En la Casa Rosada entendían que cada aparición pública del jefe de Gabinete terminaba desplazando los temas que el Gobierno buscaba instalar hacia preguntas vinculadas a las investigaciones que lo involucran.

Por eso, la llegada de Ravier aparece como una forma de descomprimir ese escenario y permitir que la comunicación oficial tenga un portavoz cuya figura no esté atravesada por controversias judiciales.

Quién es Adrián Ravier

Ravier, de 47 años, es doctor en Economía Aplicada por la Universidad Rey Juan Carlos de Madrid y uno de los principales referentes argentinos de la Escuela Austríaca, la corriente económica que inspira buena parte del pensamiento de Milei.

Durante años desarrolló una extensa carrera académica como docente e investigador, además de desempeñarse como director académico de la Fundación Faro, uno de los principales centros de formación liberal vinculados al oficialismo.

Su vínculo con Milei es anterior a la actividad política. Ambos compartieron debates económicos, espacios académicos y hasta escribieron juntos el libro "La batalla por la macroeconomía: el debate abierto entre Keynes, Friedman, Lucas y Hayek". La confianza personal y la coincidencia ideológica aparecen como factores centrales detrás de su desembarco en la Casa Rosada.

Dentro del oficialismo destacan que Ravier tiene un estilo muy distinto al de su antecesor.

Mientras Adorni construyó su perfil a partir de la confrontación pública y los cruces permanentes con dirigentes opositores y periodistas, el nuevo portavoz es definido como un académico de perfil bajo, más acostumbrado a las aulas y a la investigación que a la exposición mediática. Ese cambio de tono parece ser parte de la apuesta presidencial para una nueva etapa de la gestión.

La designación también reactivó antiguas polémicas.

Apenas se conoció la noticia, dirigentes opositores recordaron una serie de publicaciones realizadas por Milei entre 2018 y 2020, cuando mantenía fuertes enfrentamientos públicos con Ravier.

En aquellos intercambios, el entonces economista libertario cuestionaba duramente a quien hoy eligió como vocero, llegando a criticar su nivel académico y sus posiciones económicas.

Con el paso de los años, sin embargo, la relación cambió.

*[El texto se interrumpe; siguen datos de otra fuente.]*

//! RTP payload type descriptions, as carried in SDP `m=` / `a=rtpmap`

use super::g711::{AudioCodec, G711Type};

/// First dynamic payload type id
pub const DYNAMIC_PAYLOAD_BASE: u8 = 96;

/// Id we offer telephone-event under
pub const TELEPHONE_EVENT_ID: u8 = 101;

const DEFAULT_PTIME: u32 = 20;

#[derive(Debug, Clone, PartialEq, Eq)]
pub struct PayloadType {
    pub id: u8,
    pub name: String,
    pub clockrate: u32,
    pub channels: u8,
    /// Packetization time in milliseconds
    pub ptime: u32,
}

impl PayloadType {
    pub fn new(id: u8, name: &str, clockrate: u32) -> Self {
        Self {
            id,
            name: name.to_string(),
            clockrate,
            channels: 1,
            ptime: DEFAULT_PTIME,
        }
    }

    pub fn pcmu() -> Self {
        Self::new(G711Type::PCMU.payload_type(), G711Type::PCMU.name(), 8000)
    }

    pub fn pcma() -> Self {
        Self::new(G711Type::PCMA.payload_type(), G711Type::PCMA.name(), 8000)
    }

    /// RFC 4733 named telephone events
    pub fn telephone_event() -> Self {
        Self::new(TELEPHONE_EVENT_ID, "telephone-event", 8000)
    }

    /// Description for an id listed in an `m=` line; static audio ids get
    /// their RFC 3551 encoding, others stay unnamed until an rtpmap arrives
    pub fn from_id(id: u8) -> Self {
        match id {
            0 => Self::pcmu(),
            8 => Self::pcma(),
            _ => Self::new(id, "", 0),
        }
    }

    /// Apply an `a=rtpmap` value: `<id> <name>/<clockrate>[/<channels>]`.
    ///
    /// Returns `false` if the value is malformed or for another id.
    pub fn apply_rtpmap(&mut self, value: &str) -> bool {
        let Some((id, encoding)) = value.trim().split_once(' ') else {
            return false;
        };
        if id.parse::<u8>().ok() != Some(self.id) {
            return false;
        }

        let mut parts = encoding.trim().split('/');
        let name = parts.next().unwrap_or_default();
        let Some(clockrate) = parts.next().and_then(|c| c.parse().ok()) else {
            return false;
        };
        let channels = match parts.next() {
            Some(c) => match c.parse() {
                Ok(channels) => channels,
                Err(_) => return false,
            },
            None => 1,
        };

        self.name = name.to_string();
        self.clockrate = clockrate;
        self.channels = channels;
        true
    }

    /// `a=rtpmap` value for this payload type
    pub fn rtpmap(&self) -> String {
        if self.channels > 1 {
            format!("{} {}/{}/{}", self.id, self.name, self.clockrate, self.channels)
        } else {
            format!("{} {}/{}", self.id, self.name, self.clockrate)
        }
    }

    pub fn is_telephone_event(&self) -> bool {
        self.name.eq_ignore_ascii_case("telephone-event")
    }

    /// Static ids match by id, dynamic ones by encoding
    pub fn matches(&self, other: &PayloadType) -> bool {
        if self.id < DYNAMIC_PAYLOAD_BASE || other.id < DYNAMIC_PAYLOAD_BASE {
            self.id == other.id
        } else {
            self.name.eq_ignore_ascii_case(&other.name)
                && self.clockrate == other.clockrate
                && self.channels == other.channels
        }
    }

    /// Samples (all channels) in one packet
    pub fn frame_samples(&self) -> usize {
        (self.clockrate as usize * self.channels as usize * self.ptime as usize) / 1000
    }

    /// Bytes of 16-bit PCM in one packet
    pub fn frame_bytes(&self) -> usize {
        self.frame_samples() * 2
    }

    pub fn codec(&self) -> Option<Box<dyn AudioCodec>> {
        if self.clockrate != 8000 || self.channels != 1 {
            return None;
        }
        G711Type::from_name(&self.name).map(|g711| g711.codec())
    }
}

Ambos reconstruyeron el vínculo, profundizaron su trabajo conjunto y terminaron consolidando una cercanía política e intelectual que hoy se traduce en un lugar clave dentro del Gobierno nacional.

Un movimiento con impacto interno

La llegada de Ravier también tiene lectura dentro de la interna libertaria. El economista es considerado parte del núcleo histórico de dirigentes liberales que rodean a Milei desde antes de la creación de La Libertad Avanza y mantiene buena relación con sectores cercanos a Santiago Caputo y al entorno presidencial.

Además, para asumir como portavoz deberá dejar su banca de diputado nacional, que será ocupada por Marcelo Matzkin, dirigente identificado con el sector político de Patricia Bullrich.

Así, detrás del nombramiento de un nuevo vocero, la Casa Rosada ejecutó un movimiento que reordena la comunicación oficial, redistribuye poder interno y vuelve a mostrar que las decisiones estratégicas continúan pasando directamente por el despacho presidencial.